Un résultat opérationnel courant de 5,3 milliards d’euros

Le résultat opérationnel courant après quote-part du résultat net des entreprises mises en équivalence est en décroissance brute de 6,4 % mais en croissance organique de 5,0 % pour atteindre 5,3 milliards d’euros. La croissance organique de l’Ebitda est atténuée par la hausse des charges d’amortissement résultant de l’augmentation des provisions pour démantèlement des centrales nucléaires en Belgique comptabilisées fin 2016 en contrepartie d’un actif.

Un résultat net récurrent part du Groupe de 2,6 milliards d’euros1 et un résultat net part du Groupe de 1,4 milliard d’euros

Le résultat net récurrent part du Groupe sans changement de traitement comptable de l’E&P, à 2,6 milliards d’euros, s’améliore par rapport à 2016. Il intègre 0,2 milliard d’euros de résultat net récurrent part du Groupe des activités d’ENGIE E&P International (« Activités non poursuivies ») sans prise en compte du traitement IFRS 5 (0,1 milliard d’euros d’économie d’amortissement). Après prise en compte de cet impact, le résultat net récurrent part du Groupe publié s’élève à 2,7 milliards d’euros dont 0,3 milliard relatif aux activités non poursuivies.
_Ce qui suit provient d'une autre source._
//! Raw name search across all parsed modules, ignoring scoping rules.

use std::collections::{HashSet, VecDeque};
use std::sync::Arc;

use sema_ast::statements::{ASTStatement, ASTStatementKind};
use sema_ast::{ASTBlock, DeclRef, ModulePackage, Name, NodeId, ParseCacheView};

#[derive(Debug, Clone)]
pub enum SymbolMatch {
  Declaration(DeclRef),
  Package(Arc<ModulePackage>),
}

/// Every declaration or package called `name`: first inside `module`, then
/// breadth first through the packages around it.
pub fn search_nodes_by_name(
  name: &Name,
  module: &DeclRef,
  cache: &ParseCacheView,
) -> Vec<SymbolMatch> {
  let mut found = Vec::new();
  let mut seen: HashSet<NodeId> = HashSet::new();

  collect_declarations(module, name, &mut seen, &mut found);

  let mut queue: VecDeque<Arc<ModulePackage>> = cache.roots_surrounding(module).into_iter().collect();
  while let Some(package) = queue.pop_front() {
    for sub in package.packages() {
      if sub.name == name.as_str() {
        found.push(SymbolMatch::Package(sub.clone()));
      }
      queue.push_back(sub);
    }
    for other in package.modules() {
      if seen.contains(&other.id) {
        continue;
      }
      collect_declarations(&other, name, &mut seen, &mut found);
    }
  }

  found
}

/// Module-level declarations called `name`: in `module` first, then in every
/// module below the root packages around it. Nothing nested inside a module
/// is considered.
pub fn search_module_members(
  name: &Name,
  module: &DeclRef,
  cache: &ParseCacheView,
) -> Vec<DeclRef> {
  let mut found = module.scope().lookup(name);
  let mut seen: HashSet<NodeId> = HashSet::from([module.id]);

  for root in cache.roots_surrounding(module) {
    for other in root.all_modules() {
      if seen.insert(other.id) {
        found.extend(other.scope().lookup(name));
      }
    }
  }
  found
}

fn collect_declarations(
  decl: &DeclRef,
  name: &Name,
  seen: &mut HashSet<NodeId>,
  found: &mut Vec<SymbolMatch>,
) {
  if !seen.insert(decl.id) {
    return;
  }
  if &decl.name == name && !decl.is_module() {
    found.push(SymbolMatch::Declaration(decl.clone()));
  }

  for child in decl.scope().children() {
    collect_declarations(&child, name, seen, found);
  }
  if let Some(function) = decl.as_function() {
    for param in &function.params {
      collect_declarations(param, name, seen, found);
    }
    if let Some(body) = &function.body {
      collect_block(body, name, seen, found);
    }
  }
}

fn collect_block(
  block: &ASTBlock,
  name: &Name,
  seen: &mut HashSet<NodeId>,
  found: &mut Vec<SymbolMatch>,
) {
  for local in block.scope().children() {
    collect_declarations(&local, name, seen, found);
  }
  for stmt in block.statements() {
    collect_statement(stmt, name, seen, found);
  }
}

fn collect_statement(
  stmt: &ASTStatement,
  name: &Name,
  seen: &mut HashSet<NodeId>,
  found: &mut Vec<SymbolMatch>,
) {
  match &stmt.kind {
    ASTStatementKind::Block(block) => collect_block(block, name, seen, found),
    _ => {
      for sub in stmt.sub_statements() {
        collect_statement(sub, name, seen, found);
      }
    },
  }
}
Le résultat net récurrent part du Groupe des activités poursuivies s’élève à 2,4 milliards d’euros au 31 décembre 2017, en baisse brute de 2,4 % par rapport au 31 décembre 2016, la baisse du résultat opérationnel courant après quote-part de résultat net des entreprises mises en équivalence étant en partie compensée par l’amélioration du résultat financier et du résultat fiscal récurrents.

Le résultat net part du Groupe s’élève à 1,4 milliard d’euros au 31 décembre 2017, dont 0,2 milliard d’euros au titre des activités d’ENGIE E&P International (« Activités non poursuivies »). Il intègre notamment des pertes de valeur plus limitées qu’en 2016 (montants bruts de 1,3 milliard d’euros en 2017 versus 4,0 milliards d’euros en 2016).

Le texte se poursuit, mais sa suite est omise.